Après une demi-heure, je finis par trouver la salle à manger, l'endroit est bruyant, et y a plein de monde. Mais surtout y a de la nourriture, certes, c'est pas un festin comme on en trouvait à la Cour royale ou princière, mais c'est de la nourriture. Je m'attable, entre deux colosses pour des humains. J'arrive même pas à leur poitrine et ils font facilement deux fois ma largeur, mais, une fois debout sur le banc, ma taille est nettement plus correcte par rapport aux autres elfes. Je me rue sur la bouffe, mangeant autant qu'un grand, j'ai besoin d'énergie.
Je prends un fruit, que je prends pour une pomme, mais son goût est différent. En fait, il ne ressemble même pas à une pomme, il ressemble à ... mais à quoi exactement. Je hoche la tête, persuadée d'être à nouveau dans cette forme de délire dont j'étais victime à Kendra Kâr. Est-ce la mort de mon maître qui me fait dérailler, ainsi ? Mais rien n'y fait, j'ai beau être persuadée que c'est une pomme que j'ai pris, je vois toujours un truc flou. Je suis incapable de savoir ce que c'est. L'odeur d'ailleurs est plus proche d'une tarte aux pommes que d'une pomme, tout en ayant une douce senteur de miel et de sucrerie.

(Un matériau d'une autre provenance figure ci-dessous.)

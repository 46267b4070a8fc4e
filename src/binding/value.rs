//! Value-assignment bindings

use tracing::debug;

use crate::coerce::Converters;
use crate::object::ObjectRef;
use crate::selector::Selector;
use crate::value::Value;

use super::{BindingId, Context};

/// Writes `source` (resolved against the model) onto `member` of `target`
///
/// The written value is coerced to the member's declared type.
#[derive(Debug, Clone)]
pub struct ValueBinding {
    source: Selector,
    target: ObjectRef,
    member: Selector,
}

impl ValueBinding {
    pub fn new(source: impl Into<Selector>, target: ObjectRef, member: impl Into<Selector>) -> Self {
        Self {
            source: source.into(),
            target,
            member: member.into(),
        }
    }

    pub fn source(&self) -> &Selector {
        &self.source
    }

    pub fn target(&self) -> &ObjectRef {
        &self.target
    }

    pub(crate) fn apply(&self, model: &Value, converters: &Converters) {
        let value = self.source.resolve(model);
        let mut target = Value::Object(self.target.clone());
        if !self.member.assign_with(&mut target, value, converters) {
            debug!(source = %self.source, member = %self.member, "value binding missed its target member");
        }
    }
}

/// Toggles its host node's active flag from the truthiness of `source`
#[derive(Debug, Clone)]
pub struct ActiveBinding {
    source: Selector,
    invert: bool,
}

impl ActiveBinding {
    pub fn new(source: impl Into<Selector>) -> Self {
        Self {
            source: source.into(),
            invert: false,
        }
    }

    /// Active when the source is falsy
    pub fn inverted(source: impl Into<Selector>) -> Self {
        Self {
            invert: true,
            ..Self::new(source)
        }
    }

    pub(crate) fn apply(&self, cx: &mut Context<'_>, id: BindingId, model: &Value) {
        let active = self.source.resolve(model).is_truthy() != self.invert;
        if let Some(node) = cx.scene.binding_node(id) {
            if let Err(e) = cx.scene.set_active(node, active) {
                debug!(binding = %id, error = %e, "active binding lost its node");
            }
        }
    }
}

Avant de croquer, je lève la tête et observe les marins et la salle à manger. Etrangement par rapport au reste du bateau, elle est bien décorée, avec des murs semblant être en plâtre, avec des grands bas-reliefs dorés à l'or fin. Les piliers sont décorés en bleu turquoise avec du vert émeraude. Là aussi, comme pour la chose que je tiens en main, ça m'étonne. Ca ne ressemble en rien à ce que j'ai vu en entrant dans la salle à manger.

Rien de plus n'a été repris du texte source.